**TASK:** Copy, in full, each line of the material that holds the word "enum".

**EXCERPTED DATA:**
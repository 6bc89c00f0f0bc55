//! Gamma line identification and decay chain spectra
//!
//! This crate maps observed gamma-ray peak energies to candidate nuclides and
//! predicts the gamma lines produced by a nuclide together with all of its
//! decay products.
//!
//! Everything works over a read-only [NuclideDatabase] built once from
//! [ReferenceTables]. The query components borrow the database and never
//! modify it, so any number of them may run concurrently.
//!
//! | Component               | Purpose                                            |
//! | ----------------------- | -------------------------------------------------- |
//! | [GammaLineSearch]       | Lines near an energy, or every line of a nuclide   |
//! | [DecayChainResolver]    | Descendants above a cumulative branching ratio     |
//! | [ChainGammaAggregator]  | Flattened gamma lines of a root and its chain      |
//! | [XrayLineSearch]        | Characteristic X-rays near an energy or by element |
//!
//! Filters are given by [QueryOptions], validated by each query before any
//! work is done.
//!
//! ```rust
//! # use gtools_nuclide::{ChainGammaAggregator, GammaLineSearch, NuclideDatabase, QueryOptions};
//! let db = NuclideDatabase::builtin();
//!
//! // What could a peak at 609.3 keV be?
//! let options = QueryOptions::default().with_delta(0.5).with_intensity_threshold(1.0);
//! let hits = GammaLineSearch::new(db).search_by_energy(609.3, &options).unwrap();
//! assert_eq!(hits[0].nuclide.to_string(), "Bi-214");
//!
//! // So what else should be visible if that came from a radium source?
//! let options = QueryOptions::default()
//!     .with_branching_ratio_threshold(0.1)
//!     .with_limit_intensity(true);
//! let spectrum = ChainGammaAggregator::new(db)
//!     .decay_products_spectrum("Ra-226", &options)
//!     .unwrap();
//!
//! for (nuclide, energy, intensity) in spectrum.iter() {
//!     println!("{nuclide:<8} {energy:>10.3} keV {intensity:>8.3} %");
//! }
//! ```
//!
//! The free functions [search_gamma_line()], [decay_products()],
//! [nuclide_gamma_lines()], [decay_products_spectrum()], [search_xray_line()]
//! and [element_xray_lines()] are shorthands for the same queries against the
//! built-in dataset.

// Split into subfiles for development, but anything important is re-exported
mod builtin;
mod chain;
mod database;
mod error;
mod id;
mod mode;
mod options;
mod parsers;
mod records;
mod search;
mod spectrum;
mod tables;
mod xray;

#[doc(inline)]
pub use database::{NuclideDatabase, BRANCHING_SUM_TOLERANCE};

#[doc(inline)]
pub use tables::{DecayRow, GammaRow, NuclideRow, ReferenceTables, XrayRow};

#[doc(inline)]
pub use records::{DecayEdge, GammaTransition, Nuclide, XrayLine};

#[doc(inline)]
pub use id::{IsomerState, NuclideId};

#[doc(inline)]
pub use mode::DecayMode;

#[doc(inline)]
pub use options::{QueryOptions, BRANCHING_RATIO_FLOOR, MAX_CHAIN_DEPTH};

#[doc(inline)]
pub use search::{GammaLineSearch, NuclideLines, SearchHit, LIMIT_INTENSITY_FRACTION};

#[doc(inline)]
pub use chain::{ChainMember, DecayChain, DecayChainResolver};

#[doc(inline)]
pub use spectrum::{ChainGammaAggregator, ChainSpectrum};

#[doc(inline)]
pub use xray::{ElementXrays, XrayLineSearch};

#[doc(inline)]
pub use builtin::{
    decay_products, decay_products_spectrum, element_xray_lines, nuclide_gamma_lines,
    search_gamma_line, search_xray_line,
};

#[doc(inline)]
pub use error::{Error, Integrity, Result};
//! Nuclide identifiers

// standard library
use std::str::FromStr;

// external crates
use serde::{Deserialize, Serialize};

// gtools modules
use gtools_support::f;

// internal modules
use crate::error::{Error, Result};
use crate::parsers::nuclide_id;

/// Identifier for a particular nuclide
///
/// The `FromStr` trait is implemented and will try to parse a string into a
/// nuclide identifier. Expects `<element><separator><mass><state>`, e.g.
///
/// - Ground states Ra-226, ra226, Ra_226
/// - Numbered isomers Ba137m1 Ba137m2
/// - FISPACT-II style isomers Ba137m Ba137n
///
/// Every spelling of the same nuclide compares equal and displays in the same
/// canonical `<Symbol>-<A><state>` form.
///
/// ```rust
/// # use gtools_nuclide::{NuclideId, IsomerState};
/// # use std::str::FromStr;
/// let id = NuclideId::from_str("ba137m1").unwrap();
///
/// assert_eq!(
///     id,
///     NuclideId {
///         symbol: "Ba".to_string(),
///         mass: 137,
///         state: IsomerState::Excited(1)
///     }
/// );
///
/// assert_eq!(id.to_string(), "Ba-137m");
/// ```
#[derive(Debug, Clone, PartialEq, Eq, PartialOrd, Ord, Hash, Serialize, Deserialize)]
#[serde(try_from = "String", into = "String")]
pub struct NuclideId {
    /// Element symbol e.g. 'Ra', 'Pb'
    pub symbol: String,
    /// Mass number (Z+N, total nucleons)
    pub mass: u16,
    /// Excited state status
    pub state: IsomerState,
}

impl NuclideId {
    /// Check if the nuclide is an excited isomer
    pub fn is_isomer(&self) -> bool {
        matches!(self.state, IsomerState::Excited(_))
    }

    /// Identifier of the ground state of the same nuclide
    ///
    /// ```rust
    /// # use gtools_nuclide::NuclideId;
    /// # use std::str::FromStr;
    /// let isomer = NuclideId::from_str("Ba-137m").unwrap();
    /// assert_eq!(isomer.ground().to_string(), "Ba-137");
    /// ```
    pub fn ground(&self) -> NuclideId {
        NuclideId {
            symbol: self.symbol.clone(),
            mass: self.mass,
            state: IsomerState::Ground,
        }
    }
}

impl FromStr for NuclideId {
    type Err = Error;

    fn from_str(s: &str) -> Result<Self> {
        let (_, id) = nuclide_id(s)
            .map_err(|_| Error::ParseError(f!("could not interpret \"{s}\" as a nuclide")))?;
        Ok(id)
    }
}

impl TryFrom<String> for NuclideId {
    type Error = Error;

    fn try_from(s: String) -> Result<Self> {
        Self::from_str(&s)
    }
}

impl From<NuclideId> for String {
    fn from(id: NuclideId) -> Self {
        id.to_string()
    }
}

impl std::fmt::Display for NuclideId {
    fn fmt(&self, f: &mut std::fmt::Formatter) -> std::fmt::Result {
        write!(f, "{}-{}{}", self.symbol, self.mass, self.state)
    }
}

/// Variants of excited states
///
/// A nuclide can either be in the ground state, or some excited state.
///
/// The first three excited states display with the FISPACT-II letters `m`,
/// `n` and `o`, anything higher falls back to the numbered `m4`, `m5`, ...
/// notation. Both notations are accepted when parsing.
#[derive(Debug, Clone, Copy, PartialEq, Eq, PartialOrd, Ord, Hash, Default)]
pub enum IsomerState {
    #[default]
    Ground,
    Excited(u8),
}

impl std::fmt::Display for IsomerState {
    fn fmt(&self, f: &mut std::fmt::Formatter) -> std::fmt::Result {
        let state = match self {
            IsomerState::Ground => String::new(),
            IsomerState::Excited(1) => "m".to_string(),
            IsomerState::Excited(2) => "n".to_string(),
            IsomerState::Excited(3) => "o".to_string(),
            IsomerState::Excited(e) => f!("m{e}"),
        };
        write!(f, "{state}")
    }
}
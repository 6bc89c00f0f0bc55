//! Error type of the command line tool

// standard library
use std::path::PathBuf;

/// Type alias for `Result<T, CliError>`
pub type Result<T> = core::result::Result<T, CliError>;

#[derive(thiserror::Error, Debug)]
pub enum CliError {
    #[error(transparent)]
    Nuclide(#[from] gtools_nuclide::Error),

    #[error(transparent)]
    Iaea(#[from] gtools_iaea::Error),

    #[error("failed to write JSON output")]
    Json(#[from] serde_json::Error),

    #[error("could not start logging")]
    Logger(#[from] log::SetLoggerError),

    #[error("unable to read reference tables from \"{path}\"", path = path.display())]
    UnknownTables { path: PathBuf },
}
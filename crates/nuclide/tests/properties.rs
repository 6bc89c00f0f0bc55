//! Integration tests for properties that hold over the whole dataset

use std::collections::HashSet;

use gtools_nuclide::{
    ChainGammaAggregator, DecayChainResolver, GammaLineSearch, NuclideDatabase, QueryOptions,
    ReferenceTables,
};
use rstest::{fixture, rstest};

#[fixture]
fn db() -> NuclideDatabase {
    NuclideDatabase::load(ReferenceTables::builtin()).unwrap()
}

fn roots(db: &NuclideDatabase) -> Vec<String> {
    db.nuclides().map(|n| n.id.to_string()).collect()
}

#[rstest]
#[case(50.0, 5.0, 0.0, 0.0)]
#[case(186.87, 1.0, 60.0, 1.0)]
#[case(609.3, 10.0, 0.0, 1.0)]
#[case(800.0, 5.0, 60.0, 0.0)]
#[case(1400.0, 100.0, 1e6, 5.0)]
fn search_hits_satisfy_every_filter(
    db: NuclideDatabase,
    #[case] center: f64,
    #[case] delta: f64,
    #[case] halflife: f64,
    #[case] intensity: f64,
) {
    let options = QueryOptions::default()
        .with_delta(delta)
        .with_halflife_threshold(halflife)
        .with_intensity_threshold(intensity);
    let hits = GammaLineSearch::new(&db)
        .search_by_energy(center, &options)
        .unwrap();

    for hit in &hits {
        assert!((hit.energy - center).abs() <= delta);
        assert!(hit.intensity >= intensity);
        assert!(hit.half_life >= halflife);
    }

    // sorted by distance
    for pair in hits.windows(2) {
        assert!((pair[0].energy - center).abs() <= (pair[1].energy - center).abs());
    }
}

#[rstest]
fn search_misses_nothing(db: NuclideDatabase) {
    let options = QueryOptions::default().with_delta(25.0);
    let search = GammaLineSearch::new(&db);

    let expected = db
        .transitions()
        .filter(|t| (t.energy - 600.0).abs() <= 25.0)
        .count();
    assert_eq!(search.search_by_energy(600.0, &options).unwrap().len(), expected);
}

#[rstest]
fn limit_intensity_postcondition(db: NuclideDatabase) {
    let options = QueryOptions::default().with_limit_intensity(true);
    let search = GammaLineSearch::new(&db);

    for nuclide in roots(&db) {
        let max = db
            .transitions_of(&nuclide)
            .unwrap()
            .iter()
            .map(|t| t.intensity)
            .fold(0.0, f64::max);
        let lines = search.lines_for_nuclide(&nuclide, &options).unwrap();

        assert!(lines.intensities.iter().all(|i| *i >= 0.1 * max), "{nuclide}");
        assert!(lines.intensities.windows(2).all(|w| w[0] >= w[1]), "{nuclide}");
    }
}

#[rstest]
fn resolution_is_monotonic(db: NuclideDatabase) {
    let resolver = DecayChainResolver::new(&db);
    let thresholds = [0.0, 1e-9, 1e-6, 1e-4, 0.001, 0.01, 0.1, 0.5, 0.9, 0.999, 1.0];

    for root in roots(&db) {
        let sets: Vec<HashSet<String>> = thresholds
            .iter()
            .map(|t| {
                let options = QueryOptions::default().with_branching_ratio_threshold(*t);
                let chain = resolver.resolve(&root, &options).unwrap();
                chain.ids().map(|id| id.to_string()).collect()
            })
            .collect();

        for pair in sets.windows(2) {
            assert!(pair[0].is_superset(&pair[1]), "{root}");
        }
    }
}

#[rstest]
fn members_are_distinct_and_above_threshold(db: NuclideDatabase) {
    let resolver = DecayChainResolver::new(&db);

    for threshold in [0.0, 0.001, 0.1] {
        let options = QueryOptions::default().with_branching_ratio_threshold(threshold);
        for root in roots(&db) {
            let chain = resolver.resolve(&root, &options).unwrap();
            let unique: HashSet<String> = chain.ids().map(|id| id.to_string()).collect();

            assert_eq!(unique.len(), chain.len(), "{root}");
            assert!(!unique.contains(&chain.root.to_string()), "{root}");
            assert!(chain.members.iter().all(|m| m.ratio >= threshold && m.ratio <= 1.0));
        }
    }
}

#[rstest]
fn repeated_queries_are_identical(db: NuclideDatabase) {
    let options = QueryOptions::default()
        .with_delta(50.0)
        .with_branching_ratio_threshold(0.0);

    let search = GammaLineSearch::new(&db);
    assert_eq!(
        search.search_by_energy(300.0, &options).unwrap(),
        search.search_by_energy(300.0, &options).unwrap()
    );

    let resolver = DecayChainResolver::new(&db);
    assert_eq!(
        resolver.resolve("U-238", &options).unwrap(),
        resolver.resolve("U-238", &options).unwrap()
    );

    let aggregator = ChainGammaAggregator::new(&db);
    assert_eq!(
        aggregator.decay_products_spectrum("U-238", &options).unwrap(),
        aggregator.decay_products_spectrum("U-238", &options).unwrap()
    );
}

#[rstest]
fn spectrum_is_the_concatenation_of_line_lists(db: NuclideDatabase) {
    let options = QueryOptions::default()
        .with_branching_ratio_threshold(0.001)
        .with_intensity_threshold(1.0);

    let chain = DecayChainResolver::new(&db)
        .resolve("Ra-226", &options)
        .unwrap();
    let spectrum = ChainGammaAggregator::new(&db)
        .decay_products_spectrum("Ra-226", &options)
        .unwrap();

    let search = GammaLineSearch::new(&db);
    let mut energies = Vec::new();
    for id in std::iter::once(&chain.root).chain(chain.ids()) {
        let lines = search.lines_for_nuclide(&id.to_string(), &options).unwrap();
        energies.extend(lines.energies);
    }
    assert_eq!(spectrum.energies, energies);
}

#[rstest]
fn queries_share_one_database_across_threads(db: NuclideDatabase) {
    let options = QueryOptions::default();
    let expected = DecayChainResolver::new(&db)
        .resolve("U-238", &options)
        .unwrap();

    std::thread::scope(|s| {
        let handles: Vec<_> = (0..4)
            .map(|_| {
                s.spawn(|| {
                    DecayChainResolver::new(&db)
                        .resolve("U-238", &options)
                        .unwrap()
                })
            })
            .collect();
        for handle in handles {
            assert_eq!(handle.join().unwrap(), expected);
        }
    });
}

**RESPONSE TO THIS EXERCISE:**
pub enum IsomerState {
pub enum CliError {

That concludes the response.